Orta Doğu ve Kuzey Afrika’nın enerji üreten ülkelerini zorlu bir 2021 yılı bekliyor. Pandemi nedeniyle küresel enerji talebindeki azalış, Cezayir’den İran’a, hükümetlerin kasalarına daha az nakit gireceğinden dolayı ekonomilerini zayıflatacaktır. Enerji fiyatlarının düşük kalması, kovit-19 salgınından önce zaten istikrarsızlık yaşayan hükümetler üzerindeki baskıyı sürdürecek.

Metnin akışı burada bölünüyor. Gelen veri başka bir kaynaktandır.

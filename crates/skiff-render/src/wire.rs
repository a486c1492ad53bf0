//! Binary prop buffer codec for the script boundary.
//!
//! Props crossing the boundary are serialized to a self-describing buffer:
//! a 2-byte header (magic + format version) followed by one typed value
//! tree. Both sides decode the same layout; serialize→deserialize is
//! value-equal. All multi-byte integers are big-endian.

use crate::value::{PropMap, PropValue};
use thiserror::Error;

const MAGIC: u8 = 0xFF;
const VERSION: u8 = 0x01;

const TAG_NULL: u8 = 0x00;
const TAG_BOOL: u8 = 0x01;
const TAG_INT: u8 = 0x02;
const TAG_DOUBLE: u8 = 0x03;
const TAG_STR: u8 = 0x04;
const TAG_ARRAY: u8 = 0x05;
const TAG_OBJECT: u8 = 0x06;

#[derive(Error, Debug)]
pub enum WireError {
    #[error("buffer truncated at offset {0}")]
    Truncated(usize),

    #[error("bad header (expected {MAGIC:#04x} {VERSION:#04x})")]
    BadHeader,

    #[error("unknown type tag {tag:#04x} at offset {offset}")]
    UnknownTag { tag: u8, offset: usize },

    #[error("invalid utf-8 in string value")]
    Utf8(#[from] std::str::Utf8Error),
}

/// Serialize a single value, header included.
pub fn encode(value: &PropValue) -> Vec<u8> {
    let mut out = Vec::with_capacity(64);
    out.push(MAGIC);
    out.push(VERSION);
    write_value(&mut out, value);
    out
}

/// Serialize a prop map as a single object value, header included.
pub fn encode_map(props: &PropMap) -> Vec<u8> {
    let mut out = Vec::with_capacity(64);
    out.push(MAGIC);
    out.push(VERSION);
    out.push(TAG_OBJECT);
    out.extend_from_slice(&(props.len() as u32).to_be_bytes());
    for (key, value) in props {
        write_str(&mut out, key);
        write_value(&mut out, value);
    }
    out
}

fn write_value(out: &mut Vec<u8>, value: &PropValue) {
    match value {
        PropValue::Null => out.push(TAG_NULL),
        PropValue::Bool(b) => {
            out.push(TAG_BOOL);
            out.push(u8::from(*b));
        }
        PropValue::Int(n) => {
            out.push(TAG_INT);
            out.extend_from_slice(&n.to_be_bytes());
        }
        PropValue::Double(n) => {
            out.push(TAG_DOUBLE);
            out.extend_from_slice(&n.to_bits().to_be_bytes());
        }
        PropValue::Str(s) => {
            out.push(TAG_STR);
            write_str_body(out, s);
        }
        PropValue::Array(items) => {
            out.push(TAG_ARRAY);
            out.extend_from_slice(&(items.len() as u32).to_be_bytes());
            for item in items {
                write_value(out, item);
            }
        }
        PropValue::Object(fields) => {
            out.push(TAG_OBJECT);
            out.extend_from_slice(&(fields.len() as u32).to_be_bytes());
            for (key, value) in fields {
                write_str(out, key);
                write_value(out, value);
            }
        }
    }
}

fn write_str(out: &mut Vec<u8>, s: &str) {
    out.push(TAG_STR);
    write_str_body(out, s);
}

fn write_str_body(out: &mut Vec<u8>, s: &str) {
    out.extend_from_slice(&(s.len() as u32).to_be_bytes());
    out.extend_from_slice(s.as_bytes());
}

/// Deserialize a buffer produced by [`encode`] or [`encode_map`].
pub fn decode(buf: &[u8]) -> Result<PropValue, WireError> {
    let mut reader = Reader { buf, pos: 0 };
    if reader.read_u8()? != MAGIC || reader.read_u8()? != VERSION {
        return Err(WireError::BadHeader);
    }
    reader.read_value()
}

struct Reader<'a> {
    buf: &'a [u8],
    pos: usize,
}

impl<'a> Reader<'a> {
    fn read_u8(&mut self) -> Result<u8, WireError> {
        let b = *self
            .buf
            .get(self.pos)
            .ok_or(WireError::Truncated(self.pos))?;
        self.pos += 1;
        Ok(b)
    }

    fn take(&mut self, len: usize) -> Result<&'a [u8], WireError> {
        let end = self
            .pos
            .checked_add(len)
            .filter(|&end| end <= self.buf.len())
            .ok_or(WireError::Truncated(self.pos))?;
        let slice = &self.buf[self.pos..end];
        self.pos = end;
        Ok(slice)
    }

    fn read_u32(&mut self) -> Result<u32, WireError> {
        let bytes = self.take(4)?;
        Ok(u32::from_be_bytes([bytes[0], bytes[1], bytes[2], bytes[3]]))
    }

    fn read_str(&mut self) -> Result<&'a str, WireError> {
        let len = self.read_u32()? as usize;
        Ok(std::str::from_utf8(self.take(len)?)?)
    }

    fn read_value(&mut self) -> Result<PropValue, WireError> {
        let offset = self.pos;
        let tag = self.read_u8()?;
        match tag {
            TAG_NULL => Ok(PropValue::Null),
            TAG_BOOL => Ok(PropValue::Bool(self.read_u8()? != 0)),
            TAG_INT => {
                let bytes = self.take(8)?;
                let mut raw = [0u8; 8];
                raw.copy_from_slice(bytes);
                Ok(PropValue::Int(i64::from_be_bytes(raw)))
            }
            TAG_DOUBLE => {
                let bytes = self.take(8)?;
                let mut raw = [0u8; 8];
                raw.copy_from_slice(bytes);
                Ok(PropValue::Double(f64::from_bits(u64::from_be_bytes(raw))))
            }
            TAG_STR => Ok(PropValue::Str(self.read_str()?.into())),
            TAG_ARRAY => {
                let count = self.read_u32()? as usize;
                let mut items = Vec::with_capacity(count.min(1024));
                for _ in 0..count {
                    items.push(self.read_value()?);
                }
                Ok(PropValue::Array(items))
            }
            TAG_OBJECT => {
                let count = self.read_u32()? as usize;
                let mut fields = std::collections::HashMap::with_capacity(count.min(1024));
                for _ in 0..count {
                    let key_tag = self.read_u8()?;
                    if key_tag != TAG_STR {
                        return Err(WireError::UnknownTag {
                            tag: key_tag,
                            offset: self.pos - 1,
                        });
                    }
                    let key = self.read_str()?.into();
                    let value = self.read_value()?;
                    fields.insert(key, value);
                }
                Ok(PropValue::Object(fields))
            }
            _ => Err(WireError::UnknownTag { tag, offset }),
        }
    }
}

#[cfg(test)]
mod tests {
    use super::*;
    use crate::value::PropMap;

    fn sample_map() -> PropMap {
        let mut inner = std::collections::HashMap::new();
        inner.insert("margin".into(), PropValue::Array(vec![
            PropValue::Int(1),
            PropValue::Double(2.5),
        ]));

        let mut map = PropMap::new();
        map.insert("text".into(), PropValue::Str("hello".into()));
        map.insert("hidden".into(), PropValue::Bool(false));
        map.insert("count".into(), PropValue::Int(0));
        map.insert("nothing".into(), PropValue::Null);
        map.insert("style".into(), PropValue::Object(inner));
        map
    }

    #[test]
    fn test_roundtrip_map() {
        let map = sample_map();
        let buf = encode_map(&map);
        match decode(&buf).unwrap() {
            PropValue::Object(decoded) => assert_eq!(decoded, map),
            other => panic!("expected object, got {:?}", other),
        }
    }

    #[test]
    fn test_roundtrip_scalar() {
        for value in [
            PropValue::Null,
            PropValue::Bool(true),
            PropValue::Int(-42),
            PropValue::Double(f64::MIN_POSITIVE),
            PropValue::Str("".into()),
        ] {
            let buf = encode(&value);
            assert_eq!(decode(&buf).unwrap(), value);
        }
    }

    #[test]
    fn test_bad_header_rejected() {
        let value = PropValue::Int(1);
        let mut buf = encode(&value);
        buf[0] = 0x00;
        assert!(matches!(decode(&buf), Err(WireError::BadHeader)));
    }

    #[test]
    fn test_truncated_buffer_rejected() {
        let buf = encode(&PropValue::Str("truncate me".into()));
        for len in 0..buf.len() {
            assert!(decode(&buf[..len]).is_err(), "len {} should fail", len);
        }
    }

    #[test]
    fn test_unknown_tag_rejected() {
        let buf = vec![MAGIC, VERSION, 0x7F];
        assert!(matches!(
            decode(&buf),
            Err(WireError::UnknownTag { tag: 0x7F, .. })
        ));
    }
}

Birçok ülke harcamaları kısacak, yatırımlar azalacak ve bunun sonucu olarak işsizlik artacaktır.
Avrupa Birliği’nin pandeminin etkisinden kurtulmak için 750 milyar avroluk kurtarma fonunun onaylanmasında Şansölye Merkel’in siyasi becerileri olmasaydı, üyeler arasında eşi görülmemiş bir iç bölünmeyle karşı karşıya kalınırdı. Avrupa’nın geleceği için rekabet eden Fransa ve Almanya’nın birliği de risk altındaydı. Avrupa’nın en önemli lideri Merkel’in 15 yıl sonra 2021’de görevinden ayrılması da AB açısından en büyük riski oluşturuyor.
Diğer yandan gelişmekte olan ülkelerdeki ekonomik krizler, küresel büyümeyi önemli ölçüde azaltabilir. Özellikle kovit-19’dan en fazla etkilenen Ortadoğu ve Latin Amerika’daki ülkelerde artan yoksulluk, işsizlik ve eşitsizlikler göz önüne alındığında ülkelerin mali yapıları daha da bozulacaktır.
Özetle aşı üretim kapasitesine sahip olmayan pek çok ülke, 2021’in sonlarına ve hatta 2022’ye kadar aşıyı tedarik edemeyecek. Yaygın aşılama başladığında ne koronavirüs ne de geniş çaplı etkileri ortadan kalkacak. Bu yıl kovid-19’un kalıcı semptomlarının sadece sağlığımızı değil, küresel ekonomiyi de tehdit ettiği bir yıl yaşayacağız.